Bu uygulama aynı zamanda, gizlilik ve kontrol edilebilmeyi kolaylaştırdı.
FETÖ mücadelesinde yeni birim
FETÖ'yle mücadele sürecinde yeni bir gelişme daha var.
FETÖ'nün devlet ve toplum üzerindeki etkinliğinin sona erdirilmesi amacıyla Emniyet Genel Müdürlüğü Terörle Mücadele Dairesi ile İstihbarat Dairesi'nde iki özel şube kurulmuştu.
Şimdi, özellikle FETÖ'nün can damarı olan finans kaynaklarının kurutulmasını sağlamak amacıyla çalışmalar yürüten EGM Kaçakçılık ve Organize Suçlarla Mücadele Dairesi'nde FETÖ'yle mücadele için özel şube kuruldu.
"Ulusal Güvenliği Yönelik Suçlarla Mücadele Şube Müdürlüğü" adıyla faaliyete geçen bu yeni birim,
15 Temmuz sonrasındaki darbe soruşturmalarında önemli çalışmalar yapan KOM Dairesi'nde, sadece FETÖ'nün finansal kaynaklarının kurutulmasına yönelik ülke genelindeki çalışmaları yürütücek.
Tek çatı altında
Bu noktada, küçük bir detayı hatırlatmakta fayda var.
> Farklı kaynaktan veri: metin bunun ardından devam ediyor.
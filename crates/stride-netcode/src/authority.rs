//! Server-side authoritative input processing
//!
//! The server applies each client input exactly once, however many times and
//! in whatever order batches arrive, and answers every batch with the
//! resulting `(sequence, position)` snapshot.

use crate::step::StepContext;
use crate::wire::AuthoritativeSnapshot;
use stride_core::{InputSample, Sequence, SimulationState};

/// Applies input batches to the authoritative state of one entity
#[derive(Debug, Clone, Default)]
pub struct AuthoritativeProcessor {
    /// Highest input sequence applied so far
    last_applied_sequence: Sequence,
    /// The local player on this node already predicted its own inputs
    predicts_locally: bool,
    /// Most recent snapshot, kept for re-delivery
    latest: Option<AuthoritativeSnapshot>,
}

impl AuthoritativeProcessor {
    /// Processor for an entity controlled by a remote client
    pub fn new() -> Self {
        Self::default()
    }

    /// Processor for the host's own player, whose inputs were already applied
    /// by local prediction and must not be simulated twice
    pub fn for_local_player() -> Self {
        Self {
            predicts_locally: true,
            ..Self::default()
        }
    }

    /// Apply a batch and return the snapshot to send back.
    ///
    /// Samples at or below the last applied sequence are skipped, which makes
    /// duplicate, overlapping and out-of-order batches harmless.
    pub fn apply(
        &mut self,
        batch: &[InputSample],
        state: &mut SimulationState,
        ctx: &mut StepContext<'_>,
    ) -> AuthoritativeSnapshot {
        let mut applied = 0usize;
        for sample in batch {
            if sample.sequence <= self.last_applied_sequence {
                continue;
            }
            self.last_applied_sequence = sample.sequence;
            if !self.predicts_locally {
                ctx.apply(state, sample);
            }
            applied += 1;
        }

        tracing::trace!(
            received = batch.len(),
            applied,
            last_applied = self.last_applied_sequence,
            "applied input batch"
        );

        let snapshot = AuthoritativeSnapshot::new(self.last_applied_sequence, state.position);
        self.latest = Some(snapshot);
        snapshot
    }

    /// Highest input sequence applied so far
    pub fn last_applied_sequence(&self) -> Sequence {
        self.last_applied_sequence
    }

    /// The snapshot to re-deliver on the replication schedule
    pub fn latest_snapshot(&self) -> Option<AuthoritativeSnapshot> {
        self.latest
    }

    pub fn predicts_locally(&self) -> bool {
        self.predicts_locally
    }
}

#[cfg(test)]
mod tests {
    use super::*;
    use stride_core::{FacingQuadrant, GroundPlane, LocomotionTuning, MovementSimulator, Vec3};

    const DT: f32 = 0.02;

    fn batch(sequences: impl IntoIterator<Item = Sequence>) -> Vec<InputSample> {
        sequences
            .into_iter()
            .map(|seq| InputSample::new(seq, 1.0, 0.5, seq % 4 == 0, FacingQuadrant::default()))
            .collect()
    }

    fn sim() -> MovementSimulator {
        MovementSimulator::new(LocomotionTuning::default()).unwrap()
    }

    #[test]
    fn test_duplicate_batch_is_idempotent() {
        let sim = sim();
        let mut ground = GroundPlane::default();
        let mut ctx = StepContext::new(&sim, &mut ground, DT);
        let inputs = batch(1..=6);

        let mut once = AuthoritativeProcessor::new();
        let mut once_state = SimulationState::at(Vec3::ZERO);
        let first = once.apply(&inputs, &mut once_state, &mut ctx);

        let mut twice = AuthoritativeProcessor::new();
        let mut twice_state = SimulationState::at(Vec3::ZERO);
        twice.apply(&inputs, &mut twice_state, &mut ctx);
        let second = twice.apply(&inputs, &mut twice_state, &mut ctx);

        assert_eq!(once.last_applied_sequence(), twice.last_applied_sequence());
        assert_eq!(once_state, twice_state);
        assert_eq!(first, second);
        assert_eq!(second.sequence, 6);
    }

    #[test]
    fn test_overlapping_batches_apply_each_input_once() {
        let sim = sim();
        let mut ground = GroundPlane::default();
        let mut ctx = StepContext::new(&sim, &mut ground, DT);

        let mut overlapping = AuthoritativeProcessor::new();
        let mut overlapping_state = SimulationState::at(Vec3::ZERO);
        overlapping.apply(&batch(1..=4), &mut overlapping_state, &mut ctx);
        overlapping.apply(&batch(2..=7), &mut overlapping_state, &mut ctx);

        let mut single = AuthoritativeProcessor::new();
        let mut single_state = SimulationState::at(Vec3::ZERO);
        single.apply(&batch(1..=7), &mut single_state, &mut ctx);

        assert_eq!(overlapping_state, single_state);
        assert_eq!(overlapping.last_applied_sequence(), 7);
    }

    #[test]
    fn test_stale_batch_after_newer_is_ignored() {
        let sim = sim();
        let mut ground = GroundPlane::default();
        let mut ctx = StepContext::new(&sim, &mut ground, DT);
        let mut processor = AuthoritativeProcessor::new();
        let mut state = SimulationState::at(Vec3::ZERO);

        let newer = processor.apply(&batch(1..=10), &mut state, &mut ctx);
        let before = state;
        let stale = processor.apply(&batch(3..=8), &mut state, &mut ctx);

        assert_eq!(state, before);
        assert_eq!(stale, newer);
    }

    #[test]
    fn test_local_player_not_simulated_twice() {
        let sim = sim();
        let mut ground = GroundPlane::default();
        let mut ctx = StepContext::new(&sim, &mut ground, DT);
        let mut processor = AuthoritativeProcessor::for_local_player();
        let mut state = SimulationState::at(Vec3::new(2.0, 0.0, 2.0));

        let snapshot = processor.apply(&batch(1..=3), &mut state, &mut ctx);

        assert_eq!(state.position, Vec3::new(2.0, 0.0, 2.0));
        assert_eq!(snapshot.sequence, 3);
        assert_eq!(snapshot.position, Vec3::new(2.0, 0.0, 2.0));
    }

    #[test]
    fn test_latest_snapshot_retained() {
        let sim = sim();
        let mut ground = GroundPlane::default();
        let mut ctx = StepContext::new(&sim, &mut ground, DT);
        let mut processor = AuthoritativeProcessor::new();
        let mut state = SimulationState::default();

        assert!(processor.latest_snapshot().is_none());
        let snapshot = processor.apply(&batch([1]), &mut state, &mut ctx);
        assert_eq!(processor.latest_snapshot(), Some(snapshot));
    }
}
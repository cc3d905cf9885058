//! Error types for stride-core

use thiserror::Error;

/// Core error type
#[derive(Error, Debug, Clone, PartialEq)]
pub enum Error {
    #[error("Invalid tuning: {field} must be {requirement}, got {value}")]
    InvalidTuning {
        field: &'static str,
        requirement: &'static str,
        value: f32,
    },

    #[error("Invalid tick rate: {0} Hz")]
    InvalidTickRate(u32),
}

/// Result type alias
pub type Result<T> = std::result::Result<T, Error>;
//! Transport trait for moving encoded packets between nodes
//!
//! Implement this for the network stack in use (UDP socket, WebSocket, an
//! in-memory link for tests). Delivery may be unreliable: packets can be
//! lost, duplicated or reordered, and the protocol copes with all three.

use crate::error::{Error, Result};
use crate::wire::Packet;

/// Point-to-point datagram transport
pub trait Transport: Send + Sync {
    /// Error type for this transport
    type Error: std::error::Error + Send + Sync + 'static;

    /// Send one datagram (best effort)
    fn send(&self, data: &[u8]) -> std::result::Result<(), Self::Error>;

    /// Receive one datagram (non-blocking)
    ///
    /// Returns `Ok(None)` if no data is available.
    fn recv(&self) -> std::result::Result<Option<Vec<u8>>, Self::Error>;

    /// Encode and send a packet
    fn send_packet(&self, packet: &Packet) -> Result<()> {
        let bytes = packet.encode()?;
        self.send(&bytes).map_err(|e| Error::Transport(e.to_string()))
    }

    /// Drain every datagram currently available
    fn drain(&self) -> Result<Vec<Vec<u8>>> {
        let mut received = Vec::new();
        while let Some(bytes) = self.recv().map_err(|e| Error::Transport(e.to_string()))? {
            received.push(bytes);
        }
        Ok(received)
    }
}
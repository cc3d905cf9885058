//! Per-tick input samples and the input-source seam
//!
//! Axes are quantized to 8-bit fixed point when a sample is built, not when it
//! is sent. The predicting client and the authoritative server therefore step
//! the simulator with exactly the same values.

use crate::math::Vec3;
use crate::time::Sequence;
use serde::{Deserialize, Serialize};

/// Fixed-point scale for a full axis deflection
pub const AXIS_SCALE: f32 = 127.0;

/// Camera-relative rotation in quarter turns, always in `0..=3`
#[derive(Debug, Clone, Copy, PartialEq, Eq, Hash, Default, Serialize, Deserialize)]
#[serde(from = "i8", into = "i8")]
pub struct FacingQuadrant(u8);

impl FacingQuadrant {
    /// Build from a camera side counter that may have been stepped past
    /// either end; wraps modulo 4.
    pub fn from_side(side: i8) -> Self {
        Self(side.rem_euclid(4) as u8)
    }

    /// Quarter turns in `0..=3`
    pub fn get(self) -> u8 {
        self.0
    }

    /// Rotate one quarter turn counter-clockwise
    pub fn turned_left(self) -> Self {
        Self((self.0 + 3) % 4)
    }

    /// Rotate one quarter turn clockwise
    pub fn turned_right(self) -> Self {
        Self((self.0 + 1) % 4)
    }

    /// Camera yaw for this quadrant in degrees
    pub fn yaw_degrees(self) -> f32 {
        f32::from(self.0) * 90.0
    }
}

impl From<i8> for FacingQuadrant {
    fn from(side: i8) -> Self {
        Self::from_side(side)
    }
}

impl From<FacingQuadrant> for i8 {
    fn from(q: FacingQuadrant) -> Self {
        q.0 as i8
    }
}

/// Convert a raw axis value to fixed point, clamping to `[-1, 1]`
pub fn quantize_axis(value: f32) -> i8 {
    if value.is_nan() {
        return 0;
    }
    (value.clamp(-1.0, 1.0) * AXIS_SCALE).round() as i8
}

/// Convert a fixed-point axis back to `[-1, 1]`
pub fn dequantize_axis(value: i8) -> f32 {
    f32::from(value.max(-127)) / AXIS_SCALE
}

/// One tick of local input, tagged with its sequence number
#[derive(Debug, Clone, Copy, PartialEq, Eq, Serialize, Deserialize)]
pub struct InputSample {
    pub sequence: Sequence,
    horizontal: i8,
    vertical: i8,
    pub jump_pressed: bool,
    pub facing: FacingQuadrant,
}

impl InputSample {
    /// Build a sample from raw axis values
    pub fn new(
        sequence: Sequence,
        horizontal: f32,
        vertical: f32,
        jump_pressed: bool,
        facing: FacingQuadrant,
    ) -> Self {
        Self {
            sequence,
            horizontal: quantize_axis(horizontal),
            vertical: quantize_axis(vertical),
            jump_pressed,
            facing,
        }
    }

    pub fn horizontal_axis(&self) -> f32 {
        dequantize_axis(self.horizontal)
    }

    pub fn vertical_axis(&self) -> f32 {
        dequantize_axis(self.vertical)
    }

    /// Resolve this sample into a world-space movement intent.
    ///
    /// The axes are rotated by the sample's camera quadrant and clamped to
    /// unit length so diagonal input is not faster.
    pub fn intent(&self) -> MoveIntent {
        let local = Vec3::new(self.horizontal_axis(), 0.0, self.vertical_axis());
        MoveIntent {
            direction: local.rotate_quadrant(self.facing.get()).clamp_magnitude(1.0),
            jump: self.jump_pressed,
        }
    }
}

/// What the simulator is asked to do for one step
#[derive(Debug, Clone, Copy, PartialEq, Default)]
pub struct MoveIntent {
    /// Desired horizontal direction, magnitude <= 1
    pub direction: Vec3,
    pub jump: bool,
}

impl MoveIntent {
    /// An intent with no movement and no jump
    pub fn idle() -> Self {
        Self::default()
    }
}

/// Host-provided input device, polled once per fixed tick on the local player
pub trait InputSource {
    /// Raw horizontal and vertical axes in `[-1, 1]`
    fn sample_raw_axes(&mut self) -> (f32, f32);

    /// Whether jump is held this tick
    fn sample_jump(&mut self) -> bool;
}
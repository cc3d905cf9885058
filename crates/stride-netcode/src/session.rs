//! Per-node container of networked entities
//!
//! A session owns the fixed clock, steps every entity once per tick, routes
//! decoded packets to the entity they address, and hands outgoing packets
//! back to the caller, which decides how to send them.

use crate::config::StrideConfig;
use crate::entity::{NetworkedEntity, Role};
use crate::error::{Error, Result};
use crate::transport::Transport;
use crate::wire::{EntityId, Packet};
use indexmap::IndexMap;
use stride_core::{FacingQuadrant, FixedClock, InputSource, MovementResolver, Vec3};

/// Entities and clock for one node
#[derive(Debug, Clone)]
pub struct Session {
    config: StrideConfig,
    clock: FixedClock,
    /// Insertion order is the update order
    entities: IndexMap<EntityId, NetworkedEntity>,
}

impl Session {
    /// Create an empty session, validating the configuration
    pub fn new(config: StrideConfig) -> Result<Self> {
        config.validate()?;
        let clock = FixedClock::new(config.tick_rate_hz)?;
        Ok(Self {
            config,
            clock,
            entities: IndexMap::new(),
        })
    }

    /// Add an entity in `role` at `position`
    pub fn spawn(&mut self, id: EntityId, role: Role, position: Vec3) -> Result<&mut NetworkedEntity> {
        if self.entities.contains_key(&id) {
            return Err(Error::DuplicateEntity(id));
        }
        let entity = NetworkedEntity::new(id, role, position, &self.config)?;
        tracing::debug!(entity = id, ?role, "spawned entity");
        Ok(self.entities.entry(id).or_insert(entity))
    }

    /// Remove an entity, keeping the order of the rest
    pub fn despawn(&mut self, id: EntityId) -> Option<NetworkedEntity> {
        self.entities.shift_remove(&id)
    }

    /// Advance one fixed tick and collect outgoing packets.
    ///
    /// `source` feeds every controlled entity; `camera` is the local camera
    /// quadrant recorded on their samples.
    pub fn fixed_update(
        &mut self,
        source: &mut dyn InputSource,
        camera: FacingQuadrant,
        resolver: &mut dyn MovementResolver,
    ) -> Vec<Packet> {
        let now = self.clock.elapsed_secs();
        let dt = self.clock.delta_time();

        let mut outgoing = Vec::new();
        for entity in self.entities.values_mut() {
            if let Some(packet) = entity.fixed_update(&mut *source, camera, now, dt, &mut *resolver) {
                outgoing.push(packet);
            }
        }

        self.clock.advance();
        outgoing
    }

    /// Decode and route one datagram. Returns a reply, if any.
    pub fn receive(&mut self, bytes: &[u8], resolver: &mut dyn MovementResolver) -> Result<Option<Packet>> {
        let packet = Packet::decode(bytes)?;
        self.dispatch(packet, resolver)
    }

    /// Route a decoded packet to its entity
    pub fn dispatch(&mut self, packet: Packet, resolver: &mut dyn MovementResolver) -> Result<Option<Packet>> {
        let dt = self.clock.delta_time();
        let id = packet.entity();
        let entity = self.entities.get_mut(&id).ok_or(Error::UnknownEntity(id))?;
        entity.handle(packet, dt, resolver)
    }

    /// Drain a transport, routing every datagram; returns the replies.
    ///
    /// Malformed or misrouted packets are logged and dropped; only transport
    /// failures are returned as errors.
    pub fn pump<T: Transport>(
        &mut self,
        transport: &T,
        resolver: &mut dyn MovementResolver,
    ) -> Result<Vec<Packet>> {
        let mut replies = Vec::new();
        for bytes in transport.drain()? {
            match self.receive(&bytes, resolver) {
                Ok(Some(reply)) => replies.push(reply),
                Ok(None) => {}
                Err(e) => tracing::warn!(error = %e, len = bytes.len(), "dropping packet"),
            }
        }
        Ok(replies)
    }

    /// Latest snapshots of every entity this node is authoritative for
    pub fn replicate(&self) -> Vec<Packet> {
        self.entities.values().filter_map(NetworkedEntity::replicate).collect()
    }

    pub fn entity(&self, id: EntityId) -> Option<&NetworkedEntity> {
        self.entities.get(&id)
    }

    pub fn entity_mut(&mut self, id: EntityId) -> Option<&mut NetworkedEntity> {
        self.entities.get_mut(&id)
    }

    pub fn entities(&self) -> impl Iterator<Item = &NetworkedEntity> {
        self.entities.values()
    }

    pub fn len(&self) -> usize {
        self.entities.len()
    }

    pub fn is_empty(&self) -> bool {
        self.entities.is_empty()
    }

    pub fn clock(&self) -> &FixedClock {
        &self.clock
    }

    pub fn config(&self) -> &StrideConfig {
        &self.config
    }
}

#[cfg(test)]
mod tests {
    use super::*;
    use crate::wire::AuthoritativeSnapshot;
    use stride_core::GroundPlane;

    struct Idle;

    impl InputSource for Idle {
        fn sample_raw_axes(&mut self) -> (f32, f32) {
            (0.0, 0.0)
        }

        fn sample_jump(&mut self) -> bool {
            false
        }
    }

    #[test]
    fn test_spawn_rejects_duplicates() {
        let mut session = Session::new(StrideConfig::default()).unwrap();
        session.spawn(1, Role::Predicted, Vec3::ZERO).unwrap();

        assert!(matches!(
            session.spawn(1, Role::Observer, Vec3::ZERO),
            Err(Error::DuplicateEntity(1))
        ));
        assert_eq!(session.len(), 1);
    }

    #[test]
    fn test_invalid_config_rejected() {
        let mut config = StrideConfig::default();
        config.netcode.input_buffer_capacity = 0;
        assert!(matches!(Session::new(config), Err(Error::InvalidConfig(_))));
    }

    #[test]
    fn test_fixed_update_advances_clock() {
        let mut session = Session::new(StrideConfig::default()).unwrap();
        session.spawn(1, Role::Host, Vec3::ZERO).unwrap();
        session.spawn(2, Role::Authority, Vec3::ZERO).unwrap();
        let mut ground = GroundPlane::default();

        let packets = session.fixed_update(&mut Idle, FacingQuadrant::default(), &mut ground);

        // Only the host produces a packet without incoming input
        assert_eq!(packets.len(), 1);
        assert_eq!(packets[0].entity(), 1);
        assert_eq!(session.clock().tick(), 1);
    }

    #[test]
    fn test_receive_unknown_entity() {
        let mut session = Session::new(StrideConfig::default()).unwrap();
        let mut ground = GroundPlane::default();
        let bytes = Packet::Snapshot {
            entity: 9,
            snapshot: AuthoritativeSnapshot::new(1, Vec3::ZERO),
        }
        .encode()
        .unwrap();

        assert!(matches!(
            session.receive(&bytes, &mut ground),
            Err(Error::UnknownEntity(9))
        ));
    }

    #[test]
    fn test_receive_routes_to_entity() {
        let mut session = Session::new(StrideConfig::default()).unwrap();
        session.spawn(3, Role::Observer, Vec3::ZERO).unwrap();
        let mut ground = GroundPlane::default();
        let bytes = Packet::Snapshot {
            entity: 3,
            snapshot: AuthoritativeSnapshot::new(2, Vec3::new(1.0, 0.0, 2.0)),
        }
        .encode()
        .unwrap();

        let reply = session.receive(&bytes, &mut ground).unwrap();

        assert!(reply.is_none());
        assert_eq!(session.entity(3).unwrap().position(), Vec3::new(1.0, 0.0, 2.0));
    }

    #[test]
    fn test_replicate_and_despawn() {
        let mut session = Session::new(StrideConfig::default()).unwrap();
        session.spawn(1, Role::Host, Vec3::ZERO).unwrap();
        session.spawn(2, Role::Observer, Vec3::ZERO).unwrap();
        let mut ground = GroundPlane::default();

        assert!(session.replicate().is_empty());
        session.fixed_update(&mut Idle, FacingQuadrant::default(), &mut ground);
        assert_eq!(session.replicate().len(), 1);

        assert!(session.despawn(1).is_some());
        assert!(session.replicate().is_empty());
        assert_eq!(session.entities().map(|e| e.id()).collect::<Vec<_>>(), vec![2]);
    }
}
Emniyet içinde FETÖ'yle mücadeleye karşı çok önemli çalışmalar yürütülüyor.
17/25 Aralık'tan sonra Emniyet teşkilatının yaptıkları ortada. Diğer kurumlar, en az emniyet teşkilatı kadar çaba göstermiş olsaydı, 15 Temmuz süreci yaşanmayacaktı.
Ama emniyetin ilgili birimlerinin, Hükümet ve Genelkurmay başta olmak üzere devlet kurumlarını uyarmasına karşın 15 Temmuz engellenemedi. Oysa, engellenebilirdi.
Emniyetin geçmişte adli yargınin desteğiyle FETÖ merkezli yaptığı bazı "deşifrasyon çalışmaları"nın ne kadar önemli olduğu bu süreçte daha net göründü.
Bu noktada, Emniyet teşkilatı içinde ayrı birimlerde çalışmalar yürüten FETÖ'yle mücadele birimlerinin, yine Emniyet Genel Müdürlüğü bünyesinde "tek çatı" altında toplanmasında büyük fayda var.
Şu anki sistemde, henüz ortak bir veri tabanı tam oluşturulamadı.
FETÖ ile mücadele eden birimler çalışmalarını ortak bilgi havuzunda toplamakta zorlanıyorlar.
Daire başkanlığı stasünde kurulacak yeni bir birim, mücadeleyi çok daha ileriye taşıyacaktır.